Each year more dairy farmers are discovering the benefits of grazing their herds to reduce feed costs. However, the majority of forage crops in North Carolina are cool season, which creates a feed deficiency for grazing cattle during the summer months. If warm season perennial grasses could be added to the pasture forage, the grazing season would be extended, and the dairy farmer could realize more profit by spending less on feed.

The cooperators planted two warm season perennials grasses into a fescue pasture to see if the grazing season could be extended on their dairy.

Objectives
1) Establish and evaluate cost-effectiveness of warm-season, perennial pastures for sustainable dairy production.

2) Hold a field day to demonstrate the use of warm-season perennial grasses as a component of an intensive grazing system for dairies.

Approach
The project evaluated two warm season species, flaccidgrass and Eastern gammagrass, planted on seven acres of a dairy farm that has 80 cows. The grasses were to be evaluated both as forage and as the basis of a feed ration. Evaluation of the profitability was to be determined by comparing the feed costs over the past several years to the costs and returns above cost during the project year.

During the summer of 1993, the producers, working under the advisement of the North Carolina Cooperative Extension Service, the Natural Resource Conservation Service and North Carolina State University technicians, planted five acres of flaccidgrass and two acres of Eastern gammagrass on a fescue pasture that had been in use for more than 50 years.

The fescue sod was harvested for hay, and the stubble was sprayed with Roundup to kill the sod. Once the stubble was dead, a bush hog was used to cut it to about one inch or less. The residue was raked into windrows, baled and removed from the pasture. Seed was planted with a sod drill provided by NCSU. The calibration and seed depth was set by technicians from the university. Insecticides, herbicides and fertilizers were applied according to recommendations from the above agencies.

Results
The stand was a total failure.

After the failure of the warm season grasses, the producers sod-drilled rye grass for winter and early spring grazing on the seven acres. The rye grass performed as expected, providing grazing for the milking herd and, later, the bred heifers.

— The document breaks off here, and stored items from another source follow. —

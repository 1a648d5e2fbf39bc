// Vectorized first-match search over 16/32-byte chunks.
//
// ## Stabilization-safe API subset (std::simd)
//
// We use only: Simd::from_slice, splat, simd_eq, to_bitmask, bitwise ops.
// These are the most stable parts of portable_simd. We avoid: swizzle,
// scatter, gather, and any SIMD shuffles.
//
// ## Bitmask types
//
// On current nightly, `Mask::to_bitmask()` returns u64 regardless of lane
// count. We mask to the relevant bits (lower 16 for CHUNK=16, lower 32 for
// WIDE=32) and operate on u64 uniformly.
//
// Unlike a structural-index scanner we only need the FIRST match per call,
// so each chunk reduces to "any bit set?" followed by trailing_zeros.
// The scalar tail (and inputs shorter than one vector) go through the
// reference implementations in scanner.rs.

use std::simd::prelude::*;

use super::scanner::{find_any_special_scalar, find_byte_scalar};

/// Baseline SIMD chunk size (128-bit).
const CHUNK: usize = 16;

/// Wide chunk size for AVX2 targets.
#[cfg(target_feature = "avx2")]
const WIDE: usize = 32;

const MASK_16: u64 = (1u64 << 16) - 1;
#[cfg(target_feature = "avx2")]
const MASK_32: u64 = (1u64 << 32) - 1;

/// Vectorized `find_byte`.
pub fn find_byte_simd(data: &[u8], target: u8, start: usize) -> Option<usize> {
    let mut pos = start.min(data.len());

    #[cfg(target_feature = "avx2")]
    {
        let splat = Simd::<u8, WIDE>::splat(target);
        while pos + WIDE <= data.len() {
            let chunk = Simd::<u8, WIDE>::from_slice(&data[pos..pos + WIDE]);
            let mask = chunk.simd_eq(splat).to_bitmask() & MASK_32;
            if mask != 0 {
                return Some(pos + mask.trailing_zeros() as usize);
            }
            pos += WIDE;
        }
    }

    {
        let splat = Simd::<u8, CHUNK>::splat(target);
        while pos + CHUNK <= data.len() {
            let chunk = Simd::<u8, CHUNK>::from_slice(&data[pos..pos + CHUNK]);
            let mask = chunk.simd_eq(splat).to_bitmask() & MASK_16;
            if mask != 0 {
                return Some(pos + mask.trailing_zeros() as usize);
            }
            pos += CHUNK;
        }
    }

    find_byte_scalar(data, target, pos)
}

/// Vectorized three-way search for {delim, quote, `\n`}: three equality
/// masks ORed before reduction.
pub fn find_any_special_simd(
    data: &[u8],
    delim: u8,
    quote: u8,
    start: usize,
) -> Option<(usize, u8)> {
    let mut pos = start.min(data.len());

    #[cfg(target_feature = "avx2")]
    {
        let delim_splat = Simd::<u8, WIDE>::splat(delim);
        let quote_splat = Simd::<u8, WIDE>::splat(quote);
        let lf_splat = Simd::<u8, WIDE>::splat(b'\n');
        while pos + WIDE <= data.len() {
            let chunk = Simd::<u8, WIDE>::from_slice(&data[pos..pos + WIDE]);
            let hits = chunk.simd_eq(delim_splat) | chunk.simd_eq(quote_splat)
                | chunk.simd_eq(lf_splat);
            let mask = hits.to_bitmask() & MASK_32;
            if mask != 0 {
                let idx = pos + mask.trailing_zeros() as usize;
                return Some((idx, data[idx]));
            }
            pos += WIDE;
        }
    }

    {
        let delim_splat = Simd::<u8, CHUNK>::splat(delim);
        let quote_splat = Simd::<u8, CHUNK>::splat(quote);
        let lf_splat = Simd::<u8, CHUNK>::splat(b'\n');
        while pos + CHUNK <= data.len() {
            let chunk = Simd::<u8, CHUNK>::from_slice(&data[pos..pos + CHUNK]);
            let hits = chunk.simd_eq(delim_splat) | chunk.simd_eq(quote_splat)
                | chunk.simd_eq(lf_splat);
            let mask = hits.to_bitmask() & MASK_16;
            if mask != 0 {
                let idx = pos + mask.trailing_zeros() as usize;
                return Some((idx, data[idx]));
            }
            pos += CHUNK;
        }
    }

    find_any_special_scalar(data, delim, quote, pos)
}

The producers tested the warm season perennials again in the summer of 1994. Following the same plan as the year before, they killed the fescue sod and removed the residue before drilling in the seed. Again they followed agency recommendations for establishing these grasses. The stand failed.

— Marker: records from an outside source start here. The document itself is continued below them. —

use crate::config::Config;
use crate::core::{bulk_append_no_cr, find_any_special, find_byte};
use crate::error::{ErrorKind, ErrorRecord, ParseError};

/// Preallocated capacity of the field accumulator.
const FIELD_BUF_CAPACITY: usize = 1024;

/// One parsed record: fields in source order, raw bytes.
pub type Row = Vec<Vec<u8>>;

/// State of the machine between two input bytes.
#[derive(Debug, Clone, Copy, PartialEq, Eq, Default)]
pub enum ParseState {
    /// Before the first byte of a field.
    #[default]
    FieldStart,
    /// Inside an unquoted field.
    InField,
    /// Inside a quoted field.
    InQuotedField,
    /// Saw a quote inside a quoted field; doubled quote or field close.
    QuoteInQuote,
    /// Field closed by a quote; awaiting delimiter or terminator.
    FieldEnd,
}

/// How a structural error was handled.
enum ErrAction {
    /// Relaxed mode: offending bytes become literal content.
    Recovered,
    /// skip_lines_with_error: the record is dropped, input skipped to \n.
    SkippedLine,
}

/// Owns the field accumulator, the current row, all completed rows, and the
/// machine state. Exclusive owner of every string in `rows`.
pub struct ParserContext {
    config: Config,
    state: ParseState,
    field_buf: Vec<u8>,
    row: Row,
    rows: Vec<Row>,
    warnings: Vec<ErrorRecord>,
    /// 1-indexed physical line; newlines inside quoted fields count.
    line: usize,
    /// 1-indexed column of the next byte to consume.
    column: usize,
    /// 1-indexed record number for the from_line/to_line window.
    /// Comment lines and error-skipped lines do not count.
    record_index: usize,
    /// Bytes accumulated in the current record, against max_row_size.
    row_bytes: usize,
    /// Current field began with an opening quote (exempt from trim).
    field_quoted: bool,
    /// Nothing of the current record consumed yet (comment eligibility).
    at_record_start: bool,
    /// Discarding input until the next \n (comment or error skip).
    skipping_line: bool,
    /// RowTooLarge already reported for the current record.
    row_overflow_noted: bool,
}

During the two planting seasons only one Eastern gammagrass plant grew; none of the other seeds germinated. Less than 10 percent of the flaccidgrass seeds germinated and survived. In both years was adequate rainfall for grasses.

In the fall of 1994 they sod drilled Alfagraze into the seven acres. A stand was established, and in the summer of 1995it produced four alfalfa harvests for hay or grazing.

The researchers are aware of a corn silage field that was successfully converted into a warm season grasses, so the two years of failed stands makes them consider the possibility that fescue may be toxic to the grasses they were trying to establish.

Outreach
Several field days were planned to demonstrate the benefits of warm season forages and how they fit into a grazing scheme. The field days were conducted but the presentations focused on the producers’ grazing program rather than the warm season grasses, since there were no benefits to report. The project field was used to illustrate that graziers may want to avoid trying to sod drill into old fescue stands.

December 1995.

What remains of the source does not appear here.